● ACTIVITY: Please print the entries below exactly, from the line with "self.object_type == ObjectType::Stream" through the line with "visited[index] = true;", including both of those lines and leaving out all others.

● DATA TO USE:

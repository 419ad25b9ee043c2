use olemask_core::BufferId;

use crate::header::{read_u16, read_u32, read_u64};

/// Null link in the directory red-black tree.
pub const NOSTREAM: u32 = 0xFFFF_FFFF;

pub(crate) const DIR_ENTRY_LEN: usize = 128;

#[derive(Debug, Clone, Copy, PartialEq, Eq)]
pub enum ObjectType {
    Unallocated,
    Storage,
    Stream,
    Root,
    Unknown(u8),
}

impl ObjectType {
    fn from_byte(b: u8) -> Self {
        match b {
            0 => ObjectType::Unallocated,
            1 => ObjectType::Storage,
            2 => ObjectType::Stream,
            5 => ObjectType::Root,
            other => ObjectType::Unknown(other),
        }
    }
}

/// One 128-byte directory entry.
#[derive(Debug, Clone, PartialEq, Eq)]
pub struct DirEntry {
    /// Index in the directory array.
    pub id: u32,
    pub name: String,
    /// Slash-separated path from the root storage (`ObjectPool/_1234/Workbook`). Empty for the
    /// root and for entries that are not reachable from it.
    pub path: String,
    pub object_type: ObjectType,
    pub left: u32,
    pub right: u32,
    pub child: u32,
    pub start_sector: u32,
    pub size: u64,
}

impl DirEntry {
    pub(crate) fn parse(id: u32, bytes: &[u8], major_version: u16) -> Self {
        let name_len = (read_u16(bytes, 0x40) as usize).min(64);
        let units: Vec<u16> = bytes[..name_len]
            .chunks_exact(2)
            .map(|c| u16::from_le_bytes([c[0], c[1]]))
            .take_while(|&u| u != 0)
            .collect();
        let name = String::from_utf16_lossy(&units);

        let mut size = read_u64(bytes, 0x78);
        if major_version == 3 {
            // Version 3 writers may leave garbage in the high dword.
            size &= 0xFFFF_FFFF;
        }

        Self {
            id,
            name,
            path: String::new(),
            object_type: ObjectType::from_byte(bytes[0x42]),
            left: read_u32(bytes, 0x44),
            right: read_u32(bytes, 0x48),
            child: read_u32(bytes, 0x4C),
            start_sector: read_u32(bytes, 0x74),
            size,
        }
    }

    pub fn is_stream(&self) -> bool {
        self.object_type == ObjectType::Stream
    }

    pub fn is_storage(&self) -> bool {
        matches!(self.object_type, ObjectType::Storage | ObjectType::Root)
    }

    /// The buffer id codecs use for spans inside this stream.
    pub fn buffer_id(&self) -> BufferId {
        BufferId(self.id)
    }
}

/// Fill in `path` for every entry reachable from the root (entry 0).
pub(crate) fn assign_paths(entries: &mut [DirEntry]) {
    if entries.is_empty() {
        return;
    }
    let mut visited = vec![false; entries.len()];
    visited[0] = true;
    // (entry id, parent path)
    let mut stack: Vec<(u32, String)> = vec![(entries[0].child, String::new())];
    while let Some((id, parent)) = stack.pop() {
        let index = id as usize;
        if id == NOSTREAM || index >= entries.len() || visited[index] {
            continue;
        }
        visited[index] = true;

        let entry = &entries[index];
        let path = if parent.is_empty() {
            entry.name.clone()
        } else {
            format!("{parent}/{}", entry.name)
        };
        stack.push((entry.left, parent.clone()));
        stack.push((entry.right, parent));
        if entry.is_storage() {
            stack.push((entry.child, path.clone()));
        }
        entries[index].path = path;
    }
}

#[cfg(test)]
mod tests {
    use super::*;
    use pretty_assertions::assert_eq;

    fn raw_entry(name: &str, object_type: u8, left: u32, right: u32, child: u32) -> Vec<u8> {
        let mut out = vec![0u8; DIR_ENTRY_LEN];
        let units: Vec<u16> = name.encode_utf16().collect();
        for (i, u) in units.iter().enumerate() {
            out[i * 2..i * 2 + 2].copy_from_slice(&u.to_le_bytes());
        }
        let name_len = ((units.len() + 1) * 2) as u16;
        out[0x40..0x42].copy_from_slice(&name_len.to_le_bytes());
        out[0x42] = object_type;
        out[0x44..0x48].copy_from_slice(&left.to_le_bytes());
        out[0x48..0x4C].copy_from_slice(&right.to_le_bytes());
        out[0x4C..0x50].copy_from_slice(&child.to_le_bytes());
        out[0x78..0x80].copy_from_slice(&0xDEAD_0000_0000_0010u64.to_le_bytes());
        out
    }

    #[test]
    fn parses_name_type_and_v3_size() {
        let raw = raw_entry("Workbook", 2, NOSTREAM, NOSTREAM, NOSTREAM);
        let entry = DirEntry::parse(1, &raw, 3);
        assert_eq!(entry.name, "Workbook");
        assert_eq!(entry.object_type, ObjectType::Stream);
        assert_eq!(entry.size, 0x10);
        assert_eq!(entry.buffer_id(), BufferId(1));

        let entry = DirEntry::parse(1, &raw, 4);
        assert_eq!(entry.size, 0xDEAD_0000_0000_0010);
    }

    #[test]
    fn builds_paths_through_storages_and_siblings() {
        // Root -> {FileHeader, BodyText -> {Section0}}; entry 4 points back at the root.
        let raws = [
            raw_entry("Root Entry", 5, NOSTREAM, NOSTREAM, 2),
            raw_entry("FileHeader", 2, NOSTREAM, NOSTREAM, NOSTREAM),
            raw_entry("BodyText", 1, 1, NOSTREAM, 3),
            raw_entry("Section0", 2, NOSTREAM, 4, NOSTREAM),
            raw_entry("Loop", 1, NOSTREAM, NOSTREAM, 0),
        ];
        let mut entries: Vec<DirEntry> = raws
            .iter()
            .enumerate()
            .map(|(i, raw)| DirEntry::parse(i as u32, raw, 3))
            .collect();
        assign_paths(&mut entries);

        let paths: Vec<&str> = entries.iter().map(|e| e.path.as_str()).collect();
        assert_eq!(
            paths,
            vec!["", "FileHeader", "BodyText", "BodyText/Section0", "BodyText/Loop"]
        );
    }
}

● OUTPUT FOR THIS EXERCISE:
        self.object_type == ObjectType::Stream
    }

    pub fn is_storage(&self) -> bool {
        matches!(self.object_type, ObjectType::Storage | ObjectType::Root)
    }

    /// The buffer id codecs use for spans inside this stream.
    pub fn buffer_id(&self) -> BufferId {
        BufferId(self.id)
    }
}

/// Fill in `path` for every entry reachable from the root (entry 0).
pub(crate) fn assign_paths(entries: &mut [DirEntry]) {
    if entries.is_empty() {
        return;
    }
    let mut visited = vec![false; entries.len()];
    visited[0] = true;
    // (entry id, parent path)
    let mut stack: Vec<(u32, String)> = vec![(entries[0].child, String::new())];
    while let Some((id, parent)) = stack.pop() {
        let index = id as usize;
        if id == NOSTREAM || index >= entries.len() || visited[index] {
            continue;
        }
        visited[index] = true;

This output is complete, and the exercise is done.